Grand capitaine d'industrie de la France des Trente Glorieuses, Roger Fauroux était un humaniste au riche curriculum vitae.
"Ce n’était pas seulement un homme tourné vers les affaires mais aussi un amoureux des lettres", a souligné son fils Nicolas Fauroux.
Ce chrétien convaincu, qui a oeuvré inlassablement à la recherche de consensus, était aussi un expert de grandes causes sociétales comme l'éducation, l'intégration ou le logement. Une vocation, disait-il, liée autant à sa passion pour "le service de l'intérêt général" qu'à une incurable "curiosité" héritée de l’enfance.
Né le 21 novembre 1926 à Montpellier (Hérault), normalien, licencié en théologie, agrégé (reçu premier à l'agrégation d'allemand) et énarque, il avait rejoint au début des années 1960 l'un des fleurons de l'industrie française, l'entreprise Pont-à-Mousson.
Il en a gravi tous les échelons, jusqu’à prendre en 1980 la présidence du groupe devenu Saint-Gobain (production, distribution de matériaux). Il conservera son poste après la nationalisation de l'entreprise en 1982 par le gouvernement socialiste, et en sera, bien plus tard, président d'honneur.
En 1986, il était devenu le premier industriel à diriger l'Ecole nationale d'administration (ENA) dont il a travaillé à réformer le statut.
Puis, après avoir présidé les éditions du Cerf, il fut nommé ministre de l'Industrie et de l'Aménagement du territoire dans les deux gouvernements Rocard (1988-1991).
De 1997 à 2001, succédant à Simone Veil, il avait présidé le Haut Conseil à l'intégration, l'instance fondée par Michel Rocard en 1990 après les premières affaires de voile à l'école.
M. Fauroux a ensuite consacré son temps à ses mandats d'administrateur de sociétés et à la rédaction de différents rapports, notamment sur l’école et la lutte contre les discriminations ethniques dans le domaine de l'emploi.
En 1999, il s'était vu confier une mission interministérielle sur les Balkans.
Passionné de langues étrangères, il a présidé pendant plusieurs années l'Institut Catholique, et fut un des cofondateurs, avec notamment François Furet, de la Fondation Saint-Simon. Ce club de réflexion (1982-1999), qui regroupait universitaires et dirigeants d'entreprises, fut pendant cette quinzaine d'années une référence du monde politique et intellectuel.

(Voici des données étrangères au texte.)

//! Browser automation for the vendor portal.
//!
//! [`PortalDriver`] walks a WebDriver session through the portal's fixed UI
//! sequence: credential login, passcode request and entry, report page
//! navigation, date-range selection, and export. The portal renders
//! asynchronously with no reliable readiness signals, so steps are paced by
//! the fixed delays in [`DelayConfig`](crate::config::DelayConfig) and the
//! date-range controls are resolved through ordered selector fallback lists.

use crate::config::PortalConfig;
use crate::error::{Error, Result};
use chrono::NaiveDate;
use std::collections::HashSet;
use std::path::{Path, PathBuf};
use std::time::{Duration, Instant};
use thirtyfour::error::WebDriverError;
use thirtyfour::prelude::*;
use tokio::time::sleep;
use tracing::{debug, info, instrument, warn};

/// Poll interval for element queries and download watching.
const POLL_INTERVAL: Duration = Duration::from_millis(250);

/// Candidates for the report page's date picker control.
fn picker_candidates() -> Vec<By> {
    vec![
        By::Css("#location-dashboard_date-picker"),
        By::Css(r#"[data-testid="date-picker"]"#),
        By::Css(".date-picker"),
        By::Css(r#"input[type="text"][placeholder*="date"]"#),
        By::Css(".n-date-picker"),
    ]
}

/// Candidates for the start/end date inputs inside the picker panel.
fn input_candidates() -> Vec<By> {
    vec![
        By::Css(r#"input[placeholder="Start Date"]"#),
        By::Css(r#"input[placeholder*="Start"]"#),
        By::Css(r#"input[placeholder*="start"]"#),
        By::Css(r#".n-input input[type="text"]"#),
        By::Css(".date-input input"),
    ]
}

/// Candidates for the picker's confirm button.
fn confirm_candidates() -> Vec<By> {
    vec![
        By::Css(".n-button.n-button--primary-type.n-button--tiny-type"),
        By::Css(".n-button--primary-type"),
        By::Css(r#"button[type="submit"]"#),
        By::XPath("//button[contains(., 'Confirm')]"),
        By::XPath("//button[contains(., 'Apply')]"),
        By::XPath("//button[contains(., 'OK')]"),
        By::Css(".confirm-btn"),
        By::Css(".apply-btn"),
    ]
}
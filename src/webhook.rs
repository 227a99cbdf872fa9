//! Webhook delivery of filtered report rows.

use crate::config::WebhookConfig;
use crate::error::{Error, Result};
use crate::report::ReportRow;
use chrono::{DateTime, Utc};
use serde::Serialize;
use tracing::{debug, instrument};

/// The JSON body posted to the webhook.
#[derive(Debug, Serialize)]
pub struct ReportPayload<'a> {
    /// When the payload was assembled.
    pub timestamp: DateTime<Utc>,
    /// Number of forwarded rows.
    pub total_reports: usize,
    /// The forwarded rows.
    pub reports: &'a [ReportRow],
}

/// HTTP client posting report payloads to the configured webhook.
///
/// Create using [`WebhookClient::new`]. Delivery succeeds on exactly
/// HTTP 200; any other status is reported as failure without retry.
#[derive(Debug)]
pub struct WebhookClient {
    http: reqwest::Client,
    config: WebhookConfig,
}

impl WebhookClient {
    /// Creates a client from its configuration.
    ///
    /// # Errors
    ///
    /// Returns an error if the HTTP client cannot be built.
    pub fn new(config: WebhookConfig) -> Result<Self> {
        let http = reqwest::Client::builder()
            .user_agent(crate::APP_USER_AGENT)
            .timeout(config.timeout)
            .build()
            .map_err(|e| Error::InvalidConfig {
                message: format!("failed to build HTTP client: {e}"),
            })?;

        Ok(Self { http, config })
    }

    /// Posts the rows as a [`ReportPayload`].
    ///
    /// # Errors
    ///
    /// Returns [`Error::WebhookRequest`] if the request never completes and
    /// [`Error::WebhookStatus`] for any response other than HTTP 200.
    #[instrument(
        name = "WebhookClient::send",
        skip(self, rows),
        fields(url = %self.config.url, rows = rows.len())
    )]
    pub async fn send(&self, rows: &[ReportRow]) -> Result<()> {
        let payload = ReportPayload {
            timestamp: Utc::now(),
            total_reports: rows.len(),
            reports: rows,
        };

        let response = self
            .http
            .post(&self.config.url)
            .json(&payload)
            .send()
            .await
            .map_err(|source| Error::WebhookRequest {
                url: self.config.url.clone(),
                source,
            })?;

        let status = response.status();
        if status == reqwest::StatusCode::OK {
            debug!("Webhook accepted payload");
            Ok(())
        } else {
            Err(Error::WebhookStatus { status })
        }
    }

    /// Returns the configured webhook URL.
    #[must_use]
    pub fn url(&self) -> &str {
        &self.config.url
    }
}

"Comme Saint-Simon", disait-il au Monde en 1990, "je crois au progrès, à l'action humaine et à la raison, à l'éducation et à la morale, à l'esprit d'entreprise et à l'État. Je crois au marché mais pas à ses miracles. Bref, je crois à l'industrie des hommes".
En 2001, il avait publié "Notre Etat" avec Bernard Spitz, un essai sur la réforme de l'Etat français qui avait remporté un grand succès. Il avait récidivé en 2004 avec "Etat d'urgence", toujours avec M. Spitz. Sous leur houlette, plusieurs experts portaient alors un diagnostic sur l'Etat en France et proposaient un ensemble de réformes.
En 1981, ce père de six enfants était revenu sur les terres familiales en achetant une ferme en Ariège, près de Saint-Girons, dont il fut le maire divers gauche de 1989 à 1995.
M. Fauroux, élevé à la dignité de Grand-croix de la Légion d'honneur en 2016, s’était retiré des affaires publiques depuis plusieurs années. Son épouse, Marie, historienne, décédée en avril, était la sœur du grand historien Emmanuel Leroy-Ladurie.